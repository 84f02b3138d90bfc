use std::collections::HashMap;
use std::fmt;

/// One of the four places a config value can come from, lowest first.
#[derive(Debug, Clone, Copy, PartialEq, Eq)]
pub enum ConfigLayer {
    /// `defaults.toml`.
    Defaults,
    /// `~/.botvy/config.toml`.
    User,
    /// `{workspace}/botvy.toml`.
    Workspace,
    /// A `BOTVY_*` variable.
    Environment,
}

impl fmt::Display for ConfigLayer {
    fn fmt(&self, f: &mut fmt::Formatter<'_>) -> fmt::Result {
        match self {
            Self::Defaults => write!(f, "defaults"),
            Self::User => write!(f, "user (~/.botvy/config.toml)"),
            Self::Workspace => write!(f, "workspace (botvy.toml)"),
            Self::Environment => write!(f, "environment variable"),
        }
    }
}

/// Dotted leaf path to the layer that last wrote it.
pub type FieldSources = HashMap<String, ConfigLayer>;

fn join_path(prefix: &str, key: &str) -> String {
    if prefix.is_empty() {
        key.to_owned()
    } else {
        format!("{prefix}.{key}")
    }
}

/// Deep-merge `overlay` into `base`, recording which layer set each leaf.
///
/// Tables merge per key. Scalars and arrays from the overlay replace the base
/// value.
pub fn deep_merge_tracking(
    base: &mut toml::Value,
    overlay: &toml::Value,
    prefix: &str,
    layer: ConfigLayer,
    sources: &mut FieldSources,
) {
    match (base, overlay) {
        (toml::Value::Table(base_table), toml::Value::Table(overlay_table)) => {
            for (key, overlay_val) in overlay_table {
                let path = join_path(prefix, key);
                if let Some(base_val) = base_table.get_mut(key) {
                    deep_merge_tracking(base_val, overlay_val, &path, layer, sources);
                } else {
                    base_table.insert(key.clone(), overlay_val.clone());
                    record_leaves(overlay_val, &path, layer, sources);
                }
            }
        },
        (base, overlay) => {
            *base = overlay.clone();
            record_leaves(overlay, prefix, layer, sources);
        },
    }
}

/// Record every leaf under `val` as set by `layer`.
pub fn record_leaves(
    val: &toml::Value,
    prefix: &str,
    layer: ConfigLayer,
    sources: &mut FieldSources,
) {
    if let toml::Value::Table(table) = val {
        for (key, child) in table {
            record_leaves(child, &join_path(prefix, key), layer, sources);
        }
    } else {
        sources.insert(prefix.to_owned(), layer);
    }
}

#[cfg(test)]
mod tests {
    use super::*;

    fn parse(s: &str) -> toml::Value {
        toml::from_str(s).unwrap()
    }

    #[test]
    fn tables_merge_and_leaves_replace() {
        let mut base = parse(
            r#"
            [plugins]
            directory = "plugins"
            side = "client"
            [logging]
            directives = ["a=debug", "b=warn"]
        "#,
        );
        let overlay = parse(
            r#"
            [plugins]
            directory = "elsewhere"
            [logging]
            directives = ["c=trace"]
        "#,
        );

        let mut sources = FieldSources::new();
        deep_merge_tracking(&mut base, &overlay, "", ConfigLayer::User, &mut sources);

        assert_eq!(base["plugins"]["directory"].as_str(), Some("elsewhere"));
        assert_eq!(base["plugins"]["side"].as_str(), Some("client"));
        assert_eq!(base["logging"]["directives"].as_array().unwrap().len(), 1);
        assert_eq!(sources.get("plugins.directory"), Some(&ConfigLayer::User));
        assert_eq!(sources.get("logging.directives"), Some(&ConfigLayer::User));
        assert!(!sources.contains_key("plugins.side"));
    }

    #[test]
    fn new_tables_record_every_leaf() {
        let mut base = parse("[logging]\nlevel = \"info\"\n");
        let overlay = parse("[plugins]\nactive = [\"a.b\"]\ninit_timeout_secs = 3\n");

        let mut sources = FieldSources::new();
        deep_merge_tracking(
            &mut base,
            &overlay,
            "",
            ConfigLayer::Workspace,
            &mut sources,
        );

        assert_eq!(
            sources.get("plugins.active"),
            Some(&ConfigLayer::Workspace)
        );
        assert_eq!(
            sources.get("plugins.init_timeout_secs"),
            Some(&ConfigLayer::Workspace)
        );
        assert_eq!(base["logging"]["level"].as_str(), Some("info"));
    }
}
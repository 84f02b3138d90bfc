//! Plugin descriptor model.
//!
//! A plugin directory carries a `plugin.json`:
//!
//! ```json
//! {
//!   "id": "com.github.botvy.explorer",
//!   "name": "Explorer",
//!   "version": "1.2.0",
//!   "authors": [{ "name": "Jane Doe", "email": "jane@example.com" }],
//!   "dependsOn": ["com.github.botvy.core"],
//!   "entrypoint": "main.toml",
//!   "additionalContainerBindings": ["bindings.toml"],
//!   "sectionComponents": { "sidebar": ["ui/sidebar.js"] }
//! }
//! ```
//!
//! [`PluginManifest`] is the typed form of that file, paths still relative.
//! [`ResolvedManifest`] is what the loader hands on: every path rooted in the
//! plugin directory.

use std::collections::BTreeMap;
use std::fmt;
use std::path::{Path, PathBuf};

use serde::{Deserialize, Serialize};

use crate::plugin::PluginId;
use crate::security;

/// Anything the dependency resolver can order.
pub trait PluginDescriptor {
    /// The plugin's id.
    fn id(&self) -> &PluginId;
    /// Ids of the plugins it depends on, in declaration order.
    fn depends_on(&self) -> &[PluginId];
}

/// A plugin author.
#[derive(Debug, Clone, PartialEq, Eq, Serialize, Deserialize)]
pub struct PluginAuthor {
    /// Display name.
    pub name: String,
    /// Homepage.
    #[serde(default, skip_serializing_if = "Option::is_none")]
    pub website: Option<String>,
    /// Contact address.
    #[serde(default, skip_serializing_if = "Option::is_none")]
    pub email: Option<String>,
}

/// Renders `Name <email> (website)`, leaving out the parts that are missing.
impl fmt::Display for PluginAuthor {
    fn fmt(&self, f: &mut fmt::Formatter<'_>) -> fmt::Result {
        f.write_str(&self.name)?;
        if let Some(email) = self.email.as_deref().filter(|e| !e.is_empty()) {
            write!(f, " <{email}>")?;
        }
        if let Some(website) = self.website.as_deref().filter(|w| !w.is_empty()) {
            write!(f, " ({website})")?;
        }
        Ok(())
    }
}

/// Join authors for a one-line listing.
#[must_use]
pub fn format_authors(authors: &[PluginAuthor]) -> String {
    authors
        .iter()
        .map(ToString::to_string)
        .collect::<Vec<_>>()
        .join(", ")
}

/// A validated `plugin.json`, paths still relative to the plugin directory.
#[derive(Debug, Clone, PartialEq, Eq, Serialize, Deserialize)]
#[serde(rename_all = "camelCase")]
pub struct PluginManifest {
    /// Unique, vendor-prefixed id.
    pub id: PluginId,
    /// Display name.
    pub name: String,
    /// `major.minor.patch` version.
    pub version: String,
    /// Authors, in listing order.
    #[serde(default)]
    pub authors: Vec<PluginAuthor>,
    /// Plugins that must be loaded first. Unknown names fail resolution.
    #[serde(default, deserialize_with = "dependency_references")]
    pub depends_on: Vec<PluginId>,
    /// Module stub for the plugin's code.
    pub entrypoint: String,
    /// Binding module stubs, applied before the entrypoint.
    #[serde(default)]
    pub additional_container_bindings: Vec<String>,
    /// UI contributions per section name.
    #[serde(default)]
    pub section_components: BTreeMap<String, Vec<String>>,
}

fn dependency_references<'de, D>(deserializer: D) -> Result<Vec<PluginId>, D::Error>
where
    D: serde::Deserializer<'de>,
{
    Vec::<String>::deserialize(deserializer)?
        .into_iter()
        .map(|id| PluginId::reference(id).map_err(serde::de::Error::custom))
        .collect()
}

impl PluginManifest {
    /// Root every path in `plugin_dir`.
    ///
    /// `plugin_dir` must be absolute. Returns the first path that would end up
    /// outside `plugin_dir` as the error.
    ///
    /// # Errors
    ///
    /// Returns the offending relative path if any field escapes the directory.
    pub fn resolve_in(self, plugin_dir: &Path) -> Result<ResolvedManifest, String> {
        let plugin_dir = security::normalize_lexically(plugin_dir);
        let root = |rel: &str| {
            security::resolve_within(&plugin_dir, rel).ok_or_else(|| rel.to_string())
        };

        let entrypoint = root(self.entrypoint.as_str())?;
        let additional_container_bindings = self
            .additional_container_bindings
            .iter()
            .map(|p| root(p.as_str()))
            .collect::<Result<Vec<_>, _>>()?;
        let mut section_components = BTreeMap::new();
        for (section, paths) in &self.section_components {
            let resolved = paths
                .iter()
                .map(|p| root(p.as_str()))
                .collect::<Result<Vec<_>, _>>()?;
            section_components.insert(section.clone(), resolved);
        }

        Ok(ResolvedManifest {
            id: self.id,
            name: self.name,
            version: self.version,
            authors: self.authors,
            depends_on: self.depends_on,
            entrypoint,
            additional_container_bindings,
            section_components,
            plugin_dir,
        })
    }
}

impl PluginDescriptor for PluginManifest {
    fn id(&self) -> &PluginId {
        &self.id
    }

    fn depends_on(&self) -> &[PluginId] {
        &self.depends_on
    }
}

/// A manifest with every path made absolute. Produced by a loader.
#[derive(Debug, Clone, PartialEq, Eq, Serialize)]
#[serde(rename_all = "camelCase")]
pub struct ResolvedManifest {
    /// Unique, vendor-prefixed id.
    pub id: PluginId,
    /// Display name.
    pub name: String,
    /// `major.minor.patch` version.
    pub version: String,
    /// Authors, in listing order.
    pub authors: Vec<PluginAuthor>,
    /// Plugins that must be loaded first.
    pub depends_on: Vec<PluginId>,
    /// Absolute path of the entrypoint module stub.
    pub entrypoint: PathBuf,
    /// Absolute paths of the binding module stubs.
    pub additional_container_bindings: Vec<PathBuf>,
    /// Absolute paths of the UI contributions per section.
    pub section_components: BTreeMap<String, Vec<PathBuf>>,
    /// The directory the plugin was discovered in.
    pub plugin_dir: PathBuf,
}

impl ResolvedManifest {
    /// Every referenced path, entrypoint first.
    pub fn all_paths(&self) -> impl Iterator<Item = &Path> {
        std::iter::once(self.entrypoint.as_path())
            .chain(self.additional_container_bindings.iter().map(PathBuf::as_path))
            .chain(self.section_components.values().flatten().map(PathBuf::as_path))
    }

    #[cfg(test)]
    pub(crate) fn for_tests(id: &str) -> Self {
        let plugin_dir = PathBuf::from("/plugins").join(id);
        Self {
            id: PluginId::from_static(id),
            name: id.to_string(),
            version: "1.0.0".to_string(),
            authors: Vec::new(),
            depends_on: Vec::new(),
            entrypoint: plugin_dir.join("main.toml"),
            additional_container_bindings: Vec::new(),
            section_components: BTreeMap::new(),
            plugin_dir,
        }
    }
}

impl PluginDescriptor for ResolvedManifest {
    fn id(&self) -> &PluginId {
        &self.id
    }

    fn depends_on(&self) -> &[PluginId] {
        &self.depends_on
    }
}
//! The explicit service registry plugins are wired through.
//!
//! The host owns one [`ServiceRegistry`]. During loading the instantiator gets
//! it by `&mut` to apply binding modules and register plugin factories. Once
//! loading is done plugins only ever see it by `&`. Bindings are additive: a
//! key, once bound, keeps its value.

use std::any::{Any, type_name};
use std::collections::HashMap;
use std::fmt;
use std::sync::Arc;

use tracing::trace;

use crate::error::{PluginError, PluginResult};
use crate::plugin::{PluginId, PluginModule};

/// Well-known registry keys.
pub mod services {
    /// The [`InitializationSide`](crate::InitializationSide) the host runs as.
    pub const INITIALIZATION_SIDE: &str = "System.Plugin.InitializationSide";
    /// The host's working directory, as a `PathBuf`.
    pub const CURRENT_WORKING_DIRECTORY: &str = "System.CurrentWorkingDirectory";
}

/// Builds a plugin's module, pulling whatever it needs out of the registry.
pub type PluginFactory =
    Arc<dyn Fn(&ServiceRegistry) -> PluginResult<Box<dyn PluginModule>> + Send + Sync>;

type Service = Arc<dyn Any + Send + Sync>;

/// Keyed services plus the plugin factories registered by id.
#[derive(Default)]
pub struct ServiceRegistry {
    services: HashMap<String, Service>,
    factories: HashMap<PluginId, PluginFactory>,
}

impl fmt::Debug for ServiceRegistry {
    fn fmt(&self, f: &mut fmt::Formatter<'_>) -> fmt::Result {
        let mut services: Vec<&String> = self.services.keys().collect();
        services.sort();
        let mut factories: Vec<&PluginId> = self.factories.keys().collect();
        factories.sort();
        f.debug_struct("ServiceRegistry")
            .field("services", &services)
            .field("factories", &factories)
            .finish()
    }
}

impl ServiceRegistry {
    /// Create an empty registry.
    #[must_use]
    pub fn new() -> Self {
        Self::default()
    }

    /// Bind `value` under `key`.
    ///
    /// # Errors
    ///
    /// Returns [`PluginError::AlreadyBound`] if `key` is taken. The existing
    /// binding is left alone.
    pub fn bind<T: Any + Send + Sync>(
        &mut self,
        key: impl Into<String>,
        value: T,
    ) -> PluginResult<()> {
        self.bind_arc(key, Arc::new(value))
    }

    /// Bind an already shared value under `key`.
    ///
    /// # Errors
    ///
    /// Returns [`PluginError::AlreadyBound`] if `key` is taken.
    pub fn bind_arc<T: Any + Send + Sync>(
        &mut self,
        key: impl Into<String>,
        value: Arc<T>,
    ) -> PluginResult<()> {
        let key = key.into();
        if self.services.contains_key(&key) {
            return Err(PluginError::AlreadyBound(key));
        }
        trace!(key = %key, ty = type_name::<T>(), "Bound service");
        self.services.insert(key, value);
        Ok(())
    }

    /// Fetch the service bound under `key`.
    ///
    /// # Errors
    ///
    /// Returns [`PluginError::ServiceNotFound`] if nothing is bound, or
    /// [`PluginError::ServiceTypeMismatch`] if the binding has another type.
    pub fn get<T: Any + Send + Sync>(&self, key: &str) -> PluginResult<Arc<T>> {
        let service = self
            .services
            .get(key)
            .ok_or_else(|| PluginError::ServiceNotFound(key.to_string()))?;
        Arc::clone(service)
            .downcast::<T>()
            .map_err(|_| PluginError::ServiceTypeMismatch {
                key: key.to_string(),
                expected: type_name::<T>(),
            })
    }

    /// Whether `key` is bound.
    #[must_use]
    pub fn contains(&self, key: &str) -> bool {
        self.services.contains_key(key)
    }

    /// Register the factory for a plugin.
    ///
    /// # Errors
    ///
    /// Returns [`PluginError::AlreadyBound`] if a factory is already
    /// registered for `id`.
    pub fn register_plugin(&mut self, id: PluginId, factory: PluginFactory) -> PluginResult<()> {
        if self.factories.contains_key(&id) {
            return Err(PluginError::AlreadyBound(id.to_string()));
        }
        trace!(plugin_id = %id, "Registered plugin factory");
        self.factories.insert(id, factory);
        Ok(())
    }

    /// Whether a factory is registered for `id`.
    #[must_use]
    pub fn has_plugin(&self, id: &PluginId) -> bool {
        self.factories.contains_key(id)
    }

    /// Build a plugin module through its registered factory.
    ///
    /// # Errors
    ///
    /// Returns [`PluginError::NotFound`] if no factory is registered, or
    /// whatever the factory reports.
    pub fn instantiate(&self, id: &PluginId) -> PluginResult<Box<dyn PluginModule>> {
        let factory = self
            .factories
            .get(id)
            .ok_or_else(|| PluginError::NotFound(id.clone()))?;
        factory(self)
    }
}

#[cfg(test)]
mod tests {
    use std::path::PathBuf;

    use async_trait::async_trait;

    use super::*;
    use crate::context::PluginContext;

    struct Greeter {
        greeting: Arc<String>,
    }

    #[async_trait]
    impl PluginModule for Greeter {
        async fn initialize(&mut self, _ctx: &PluginContext<'_>) -> PluginResult<()> {
            if self.greeting.is_empty() {
                return Err(PluginError::ExecutionFailed("empty greeting".into()));
            }
            Ok(())
        }
    }

    #[test]
    fn bind_and_get_round_trip() {
        let mut registry = ServiceRegistry::new();
        registry
            .bind(services::CURRENT_WORKING_DIRECTORY, PathBuf::from("/work"))
            .unwrap();

        let cwd: Arc<PathBuf> = registry.get(services::CURRENT_WORKING_DIRECTORY).unwrap();
        assert_eq!(*cwd, PathBuf::from("/work"));
        assert!(registry.contains(services::CURRENT_WORKING_DIRECTORY));
    }

    #[test]
    fn rebinding_keeps_the_original() {
        let mut registry = ServiceRegistry::new();
        registry.bind("greeting", "hello".to_string()).unwrap();
        let err = registry.bind("greeting", "bye".to_string()).unwrap_err();
        assert!(matches!(err, PluginError::AlreadyBound(k) if k == "greeting"));

        let value: Arc<String> = registry.get("greeting").unwrap();
        assert_eq!(value.as_str(), "hello");
    }

    #[test]
    fn get_reports_missing_and_mistyped() {
        let mut registry = ServiceRegistry::new();
        registry.bind("count", 3_u32).unwrap();

        assert!(matches!(
            registry.get::<u32>("nope"),
            Err(PluginError::ServiceNotFound(_))
        ));
        assert!(matches!(
            registry.get::<String>("count"),
            Err(PluginError::ServiceTypeMismatch { .. })
        ));
    }

    #[test]
    fn factory_sees_bound_services() {
        let mut registry = ServiceRegistry::new();
        registry.bind("greeting", "hi".to_string()).unwrap();

        let id = PluginId::from_static("com.test.greeter");
        let factory: PluginFactory = Arc::new(|registry: &ServiceRegistry| {
            let greeting = registry.get::<String>("greeting")?;
            Ok(Box::new(Greeter { greeting }) as Box<dyn PluginModule>)
        });
        registry.register_plugin(id.clone(), factory.clone()).unwrap();
        assert!(registry.has_plugin(&id));
        assert!(registry.instantiate(&id).is_ok());

        assert!(matches!(
            registry.register_plugin(id.clone(), factory),
            Err(PluginError::AlreadyBound(_))
        ));
        assert!(matches!(
            registry.instantiate(&PluginId::from_static("com.test.unknown")),
            Err(PluginError::NotFound(_))
        ));
    }
}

> **What you have to do**: Your task is to set down only the lines that run from the opening of the listing to the line with "replace the base", both ends included, each unchanged.

> **Response**:
repository 84f02b3138d90bfc
use std::collections::HashMap;
use std::fmt;

/// One of the four places a config value can come from, lowest first.
#[derive(Debug, Clone, Copy, PartialEq, Eq)]
pub enum ConfigLayer {
    /// `defaults.toml`.
    Defaults,
    /// `~/.botvy/config.toml`.
    User,
    /// `{workspace}/botvy.toml`.
    Workspace,
    /// A `BOTVY_*` variable.
    Environment,
}

impl fmt::Display for ConfigLayer {
    fn fmt(&self, f: &mut fmt::Formatter<'_>) -> fmt::Result {
        match self {
            Self::Defaults => write!(f, "defaults"),
            Self::User => write!(f, "user (~/.botvy/config.toml)"),
            Self::Workspace => write!(f, "workspace (botvy.toml)"),
            Self::Environment => write!(f, "environment variable"),
        }
    }
}

/// Dotted leaf path to the layer that last wrote it.
pub type FieldSources = HashMap<String, ConfigLayer>;

fn join_path(prefix: &str, key: &str) -> String {
    if prefix.is_empty() {
        key.to_owned()
    } else {
        format!("{prefix}.{key}")
    }
}

/// Deep-merge `overlay` into `base`, recording which layer set each leaf.
///
/// Tables merge per key. Scalars and arrays from the overlay replace the base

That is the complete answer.